#### Material provided:
※ ※ ※
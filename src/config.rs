use crate::casing::Case;
use anyhow::{Context, Result};
use directories::ProjectDirs;
use serde::{Deserialize, Serialize};
use std::fs;
use std::path::{Path, PathBuf};

pub const LOCAL_CONFIG_FILE: &str = ".keycase.toml";

#[derive(Debug, Clone, Serialize)]
pub struct Config {
    pub case: Case,
    pub pretty: bool,
    pub color: bool,
}

impl Default for Config {
    fn default() -> Self {
        Self {
            case: Case::default(),
            pretty: true,
            color: true,
        }
    }
}

/// Contents of a single config file; every field a file sets overrides
/// the layers below it, including a value equal to the default.
#[derive(Debug, Clone, Default, Deserialize)]
pub struct FileConfig {
    pub case: Option<Case>,
    pub pretty: Option<bool>,
    pub color: Option<bool>,
}

/// Overrides supplied on the command line; `None` leaves the file value alone.
#[derive(Debug, Clone, Default)]
pub struct Overrides {
    pub case: Option<Case>,
    pub compact: bool,
    pub no_color: bool,
}

impl Config {
    /// Load configuration with priority: CLI args > local config > global config > defaults
    pub fn load(overrides: &Overrides) -> Result<Self> {
        let mut config = Self::default();

        if let Some(global_path) = Self::global_config_path() {
            if global_path.exists() {
                config = config.merge(Self::from_file(&global_path)?);
            }
        }

        let local_path = PathBuf::from(LOCAL_CONFIG_FILE);
        if local_path.exists() {
            config = config.merge(Self::from_file(&local_path)?);
        }

        Ok(config.apply(overrides))
    }

    pub fn from_file(path: &Path) -> Result<FileConfig> {
        let contents = fs::read_to_string(path)
            .with_context(|| format!("Failed to read config file: {}", path.display()))?;
        toml::from_str(&contents)
            .with_context(|| format!("Failed to parse config file: {}", path.display()))
    }

    fn merge(mut self, file: FileConfig) -> Self {
        if let Some(case) = file.case {
            self.case = case;
        }
        if let Some(pretty) = file.pretty {
            self.pretty = pretty;
        }
        if let Some(color) = file.color {
            self.color = color;
        }
        self
    }

    fn apply(mut self, overrides: &Overrides) -> Self {
        if let Some(case) = overrides.case {
            self.case = case;
        }
        if overrides.compact {
            self.pretty = false;
        }
        if overrides.no_color {
            self.color = false;
        }
        self
    }

    pub fn global_config_path() -> Option<PathBuf> {
        ProjectDirs::from("", "", "keycase").map(|dirs| dirs.config_dir().join("config.toml"))
    }
}
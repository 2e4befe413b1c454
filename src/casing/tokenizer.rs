use serde::Serialize;

/// A classified run of characters borrowed from the tokenized input.
#[derive(Debug, Clone, Copy, PartialEq, Eq, Serialize)]
#[serde(tag = "kind", content = "text", rename_all = "lowercase")]
pub enum Token<'a> {
    /// Letters, optionally followed by digits (`String1986`), or a bare digit run.
    Word(&'a str),
    /// Characters that are neither letters, digits nor separators (`$*`).
    Symbol(&'a str),
}

impl<'a> Token<'a> {
    pub fn text(&self) -> &'a str {
        match *self {
            Token::Word(text) | Token::Symbol(text) => text,
        }
    }

    pub fn is_word(&self) -> bool {
        matches!(self, Token::Word(_))
    }
}

/// Punctuation that delimits tokens and is dropped, alongside whitespace.
pub const SEPARATORS: &[char] = &['-', '_', '/', '.', '(', ')', '{', '}', '|', '\\', '[', ']'];

pub fn is_separator(ch: char) -> bool {
    ch.is_whitespace() || SEPARATORS.contains(&ch)
}

#[derive(Debug, Clone, Copy, PartialEq, Eq)]
enum Class {
    Separator,
    Upper,
    Lower,
    /// A letter without case, e.g. CJK ideographs.
    Caseless,
    Digit,
    Symbol,
}

impl Class {
    fn of(ch: char) -> Self {
        if is_separator(ch) {
            Class::Separator
        } else if ch.is_alphabetic() {
            if ch.is_uppercase() {
                Class::Upper
            } else if ch.is_lowercase() {
                Class::Lower
            } else {
                Class::Caseless
            }
        } else if ch.is_numeric() {
            Class::Digit
        } else {
            Class::Symbol
        }
    }

    fn is_letter(self) -> bool {
        matches!(self, Class::Upper | Class::Lower | Class::Caseless)
    }

    /// Whether `next` extends a token whose last character was of class `self`.
    /// `after` is the class of the character following `next`, if any.
    fn continues(self, next: Class, after: Option<Class>) -> bool {
        match (self, next) {
            (Class::Symbol, Class::Symbol) => true,
            (Class::Symbol, _) | (_, Class::Symbol) => false,
            // weirdCased -> weird, Cased
            (Class::Lower, Class::Upper) => false,
            // XMLHttp -> XML, Http
            (Class::Upper, Class::Upper) => after != Some(Class::Lower),
            // String1986Foo -> String1986, Foo
            (Class::Digit, n) if n.is_letter() => false,
            _ => true,
        }
    }
}

fn close<'a>(input: &'a str, last: Class) -> Token<'a> {
    if last == Class::Symbol {
        Token::Symbol(input)
    } else {
        Token::Word(input)
    }
}

/// Split `input` into words and symbol runs, dropping separators.
///
/// Every non-separator character of the input appears in exactly one token,
/// in its original order and case.
pub fn tokenize(input: &str) -> Vec<Token<'_>> {
    let chars: Vec<(usize, Class)> = input
        .char_indices()
        .map(|(offset, ch)| (offset, Class::of(ch)))
        .collect();

    let mut tokens = Vec::new();
    // Start offset and class of the last character of the open token
    let mut open: Option<(usize, Class)> = None;

    for (i, &(offset, class)) in chars.iter().enumerate() {
        if class == Class::Separator {
            if let Some((start, last)) = open.take() {
                tokens.push(close(&input[start..offset], last));
            }
            continue;
        }

        let after = chars.get(i + 1).map(|&(_, c)| c);
        open = match open {
            Some((start, last)) if last.continues(class, after) => Some((start, class)),
            Some((start, last)) => {
                tokens.push(close(&input[start..offset], last));
                Some((offset, class))
            }
            None => Some((offset, class)),
        };
    }

    if let Some((start, last)) = open {
        tokens.push(close(&input[start..], last));
    }

    tracing::trace!(input, tokens = tokens.len(), "tokenized");
    tokens
}
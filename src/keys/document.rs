use crate::casing::Case;
use crate::Error;
use serde::Serialize;
use serde_json::Value;

use super::deep_map_keys;

/// Serialize `value` and rewrite the keys of the resulting tree.
///
/// Fails when the type cannot be represented as JSON, e.g. a map keyed by
/// something other than strings.
pub fn transform_serializable<T: Serialize + ?Sized>(value: &T, case: Case) -> Result<Value, Error> {
    let value = serde_json::to_value(value)?;
    Ok(deep_map_keys(value, case))
}

/// Parse a JSON document, rewrite its keys and render it back.
pub fn transform_json(input: &str, case: Case, pretty: bool) -> Result<String, Error> {
    let value: Value = serde_json::from_str(input)?;
    let value = deep_map_keys(value, case);

    let rendered = if pretty {
        serde_json::to_string_pretty(&value)?
    } else {
        serde_json::to_string(&value)?
    };

    tracing::debug!(%case, bytes_in = input.len(), bytes_out = rendered.len(), "transformed document");
    Ok(rendered)
}
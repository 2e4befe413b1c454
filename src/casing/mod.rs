pub mod assembler;
pub mod tokenizer;

use serde::{Deserialize, Serialize};
use std::fmt;
use std::str::FromStr;

pub use assembler::assemble;
pub use tokenizer::{tokenize, Token};

/// A casing policy used to rejoin tokens.
#[derive(Debug, Clone, Copy, PartialEq, Eq, Hash, Default, Serialize, Deserialize)]
#[serde(rename_all = "lowercase")]
pub enum Case {
    /// `someWeirdCased`
    #[default]
    Camel,
    /// `SomeWeirdCased`
    Pascal,
    /// `some_weird_cased`
    Snake,
    /// `some-weird-cased`
    Kebab,
    /// `SOME_WEIRD_CASED`
    Constant,
}

impl Case {
    pub const ALL: [Case; 5] = [
        Case::Camel,
        Case::Pascal,
        Case::Snake,
        Case::Kebab,
        Case::Constant,
    ];

    /// Tokenize `input` and reassemble it under this policy
    pub fn apply(self, input: &str) -> String {
        assemble(&tokenize(input), self)
    }
}

impl FromStr for Case {
    type Err = String;

    fn from_str(s: &str) -> Result<Self, Self::Err> {
        match s.to_lowercase().as_str() {
            "camel" => Ok(Case::Camel),
            "pascal" => Ok(Case::Pascal),
            "snake" => Ok(Case::Snake),
            "kebab" => Ok(Case::Kebab),
            "constant" => Ok(Case::Constant),
            _ => Err(format!("Unknown case: {}", s)),
        }
    }
}

impl fmt::Display for Case {
    fn fmt(&self, f: &mut fmt::Formatter<'_>) -> fmt::Result {
        match self {
            Case::Camel => write!(f, "camel"),
            Case::Pascal => write!(f, "pascal"),
            Case::Snake => write!(f, "snake"),
            Case::Kebab => write!(f, "kebab"),
            Case::Constant => write!(f, "constant"),
        }
    }
}

pub fn camel_case(input: &str) -> String {
    Case::Camel.apply(input)
}

pub fn pascal_case(input: &str) -> String {
    Case::Pascal.apply(input)
}

pub fn snake_case(input: &str) -> String {
    Case::Snake.apply(input)
}

pub fn kebab_case(input: &str) -> String {
    Case::Kebab.apply(input)
}

pub fn constant_case(input: &str) -> String {
    Case::Constant.apply(input)
}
※ ※ ※
#### Task brief:
Among the records above, a stretch begins at the line containing "Every non-separator character" and ends at the line containing "ch)| (offset, Class::of(ch)))". Restate that stretch word for word, and nothing else.

#### Answer to this exercise:
/// Every non-separator character of the input appears in exactly one token,
/// in its original order and case.
pub fn tokenize(input: &str) -> Vec<Token<'_>> {
    let chars: Vec<(usize, Class)> = input
        .char_indices()
        .map(|(offset, ch)| (offset, Class::of(ch)))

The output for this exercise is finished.